This chapter introduces us to compensation for the harm a person inflicts directly upon another person. The assailant is liable for up to four types of harm, which are evaluated for compensation on separate standards:
Direct physical damage, which is essentially loss of productive value. This is evaluated (in the times of the Mishnah at least) by the victim's estimated worth in the slave market. For instance, if a person would have sold for $1,000 as a slave but only $800 with a broken leg — because they can do less work with a broken leg than with a healthy one — the assailant would owe $200.
Pain – Evaluated by estimating how much someone would pay to be anesthetized during such an ordeal so as not to feel any pain at all. (As an aside, one question to ask here is: Is this valuation the Mishnah's way of calculating the price of pain in the open market — or is it the Mishnah's answer to a pain scale? If it's a pain scale, there may be reason to look for different types of evaluation if the price of anasthesia goes down but, of course, the experience of pain doesn't change.)
Medical compensation for as long as symptoms caused by the injury persist.

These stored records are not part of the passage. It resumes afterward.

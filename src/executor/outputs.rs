//! Reading parameter values back after execution.

use super::SqlExecutor;
use crate::error::SqlFluentDbError;
use crate::parameter::Parameter;
use crate::provider::Capability;
use crate::scalar::{FromDbValue, convert_scalar, scalar_binary};

impl SqlExecutor {
    /// Value of a parameter converted to `T`; NULL is a cast error.
    ///
    /// # Errors
    /// Returns `OutOfRange` for an unknown name and `Cast` when the value is NULL or not
    /// convertible.
    pub fn get<T: FromDbValue>(&self, name: &str) -> Result<T, SqlFluentDbError> {
        self.get_or_null(name)?
            .ok_or_else(|| SqlFluentDbError::Cast(format!("parameter {name} is NULL")))
    }

    /// # Errors
    /// Returns `OutOfRange` for an unknown name and `Cast` when the value is not convertible.
    pub fn get_or_null<T: FromDbValue>(&self, name: &str) -> Result<Option<T>, SqlFluentDbError> {
        convert_scalar(self.parameter(name)?.value.clone())
    }

    /// Binary parameter value; any non-binary value reads as `None`.
    ///
    /// # Errors
    /// Returns `OutOfRange` for an unknown name.
    pub fn get_binary(&self, name: &str) -> Result<Option<Vec<u8>>, SqlFluentDbError> {
        Ok(scalar_binary(self.parameter(name)?.value.clone()))
    }

    /// # Errors
    /// Returns `OutOfRange` for an unknown name.
    pub fn get_string(&self, name: &str) -> Result<Option<String>, SqlFluentDbError> {
        self.get_or_null(name)
    }

    /// # Errors
    /// Returns `Unsupported` unless the provider handles XML, or `OutOfRange` for an unknown
    /// name.
    pub fn get_xml(&self, name: &str) -> Result<Option<String>, SqlFluentDbError> {
        self.require(Capability::Xml, "XML parameters")?;
        self.get_or_null(name)
    }

    /// The stored procedure's return code.
    ///
    /// # Errors
    /// Returns `InvalidState` if no return parameter was registered, and `Cast` if the
    /// provider left it NULL or wrote a value that does not fit in an `i32`.
    pub fn get_return(&self) -> Result<i32, SqlFluentDbError> {
        let parameter = self
            .command
            .parameters()
            .iter()
            .find(|p| p.is_return())
            .ok_or_else(|| {
                SqlFluentDbError::InvalidState("no return parameter has been registered".into())
            })?;
        self.get(&parameter.name)
    }

    fn parameter(&self, name: &str) -> Result<&Parameter, SqlFluentDbError> {
        self.command.get(name).ok_or_else(|| {
            SqlFluentDbError::out_of_range(name, "no parameter with that name is registered")
        })
    }
}
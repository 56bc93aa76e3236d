use chrono::NaiveDateTime;

use crate::error::SqlFluentDbError;
use crate::scalar::FromDbValue;
use crate::types::{DbValue, Decimal, NumericType};

/// Name of the reserved parameter that receives a stored procedure's return code.
pub const RETURN_PARAMETER: &str = "RETURN_VALUE";

/// String parameters larger than this are registered as variable-length by default.
pub const DEFAULT_VARIABLE_LENGTH_THRESHOLD: usize = 10;

#[derive(Debug, Clone, Copy, PartialEq, Eq, Hash)]
pub enum Direction {
    Input,
    Output,
    InputOutput,
    ReturnValue,
}

impl Direction {
    /// Whether the provider sends this parameter's value to the database.
    #[must_use]
    pub fn is_input(self) -> bool {
        matches!(self, Direction::Input | Direction::InputOutput)
    }

    /// Whether the provider writes a value back after execution.
    #[must_use]
    pub fn is_output(self) -> bool {
        matches!(
            self,
            Direction::Output | Direction::InputOutput | Direction::ReturnValue
        )
    }
}

/// Type descriptor of a parameter.
#[derive(Debug, Clone, PartialEq, Eq)]
pub enum ParamKind {
    Numeric(NumericType),
    Decimal { precision: u8, scale: u8 },
    String { size: usize, variable: bool },
    Binary,
    Xml,
    /// Table-valued parameter bound to a user-defined table type.
    Table { type_name: String },
}

/// Rows handed to a table-valued parameter.
#[derive(Debug, Clone, PartialEq, Default)]
pub struct TableValue {
    pub columns: Vec<String>,
    pub rows: Vec<Vec<DbValue>>,
}

impl TableValue {
    #[must_use]
    pub fn new(columns: Vec<String>) -> Self {
        Self {
            columns,
            rows: Vec::new(),
        }
    }

    /// Append a row; it must have one value per column.
    ///
    /// # Errors
    /// Returns `SqlFluentDbError::OutOfRange` when the row width does not match the columns.
    pub fn push_row(&mut self, row: Vec<DbValue>) -> Result<(), SqlFluentDbError> {
        if row.len() != self.columns.len() {
            return Err(SqlFluentDbError::out_of_range(
                "row",
                format!(
                    "expected {} values, got {}",
                    self.columns.len(),
                    row.len()
                ),
            ));
        }
        self.rows.push(row);
        Ok(())
    }
}

/// A named, typed statement parameter.
#[derive(Debug, Clone, PartialEq)]
pub struct Parameter {
    pub name: String,
    pub direction: Direction,
    pub kind: ParamKind,
    pub value: DbValue,
    /// Rows for table-valued parameters; empty for every other kind.
    pub table: Option<TableValue>,
}

impl Parameter {
    #[must_use]
    pub fn new(name: impl Into<String>, direction: Direction, kind: ParamKind, value: DbValue) -> Self {
        Self {
            name: name.into(),
            direction,
            kind,
            value,
            table: None,
        }
    }

    /// Parameter name without a leading `@`, `:`, `$` or `?` marker.
    #[must_use]
    pub fn bare_name(&self) -> &str {
        bare_name(&self.name)
    }

    #[must_use]
    pub fn is_return(&self) -> bool {
        self.direction == Direction::ReturnValue
    }

    /// Store a value written back by the provider, coerced to the declared kind when it
    /// converts cleanly. Anything that does not convert is kept as returned so the caller's
    /// typed accessor reports the cast failure.
    pub fn set_output(&mut self, value: DbValue) {
        self.value = coerce(&self.kind, value);
    }
}

fn coerce(kind: &ParamKind, value: DbValue) -> DbValue {
    if value.is_null() {
        return value;
    }
    let converted = match kind {
        ParamKind::Numeric(numeric) => match numeric {
            NumericType::Boolean => bool::from_db_value(value.clone()).map(DbValue::Bool),
            NumericType::Byte => u8::from_db_value(value.clone()).map(DbValue::Byte),
            NumericType::Int16 => i16::from_db_value(value.clone()).map(DbValue::Int16),
            NumericType::Int32 => i32::from_db_value(value.clone()).map(DbValue::Int32),
            NumericType::Int64 => i64::from_db_value(value.clone()).map(DbValue::Int64),
            NumericType::Single => f32::from_db_value(value.clone()).map(DbValue::Single),
            NumericType::Double => f64::from_db_value(value.clone()).map(DbValue::Double),
            NumericType::DateTime => {
                NaiveDateTime::from_db_value(value.clone()).map(DbValue::DateTime)
            }
        },
        ParamKind::Decimal { scale, .. } => Decimal::from_db_value(value.clone())
            .map(|d| DbValue::Decimal(d.round_dp(u32::from(*scale)))),
        ParamKind::Xml => match value {
            DbValue::Text(text) => return DbValue::Xml(text),
            other => return other,
        },
        ParamKind::String { .. } | ParamKind::Binary | ParamKind::Table { .. } => return value,
    };
    converted.unwrap_or(value)
}

/// Strip a single placeholder prefix from a parameter or column name.
#[must_use]
pub fn bare_name(name: &str) -> &str {
    name.strip_prefix(['@', ':', '$', '?']).unwrap_or(name)
}

pub(crate) fn check_name(name: &str) -> Result<(), SqlFluentDbError> {
    if name.trim().is_empty() {
        return Err(SqlFluentDbError::missing("parameter name"));
    }
    Ok(())
}

pub(crate) fn check_size(name: &str, size: usize) -> Result<(), SqlFluentDbError> {
    check_name(name)?;
    if size == 0 {
        return Err(SqlFluentDbError::out_of_range(
            "size",
            format!("string parameter {name} must have a size greater than zero"),
        ));
    }
    Ok(())
}

pub(crate) fn check_precision(name: &str, precision: u8, scale: u8) -> Result<(), SqlFluentDbError> {
    check_name(name)?;
    if scale > precision && precision > 0 {
        return Err(SqlFluentDbError::out_of_range(
            "scale",
            format!("decimal parameter {name} has scale {scale} larger than precision {precision}"),
        ));
    }
    Ok(())
}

Loss of work, which really means the ability to work in any function at all. The injured party is entitled to compensation of what today might be called minimum wage (the salary of a gourd-field watcher, in the language of the Mishnah).
It’s important to note that compensation for inability to work is essentially split between two categories: direct physical damages mentioned above, and loss of work as a separate category. To a large extent, damage accounts for the inability to be fully functioning in an economically valuable way (i.e. to earn one's full worth); loss of work is a separate liability that accounts for the inability to participate in the workforce.
Shame - This is evaluated based on (possibly) two categories.
- The first is the degree of affront: the worse the affront, the greater the liability. For instance, slapping someone with the front of the hand is subject to a greater penalty than a slap with the back of the hand.
- Social status of the two parties: a low-status individual who assaults a high-status one has caused a greater affront, and so is liable to a greater penalty. Notably, Rabbi Akiva disagrees with this second category, arguing that every Jew (since we are talking about the laws between Jews here) are inherently high-status as being the “the children of Abraham, Isaac, and Jacob.”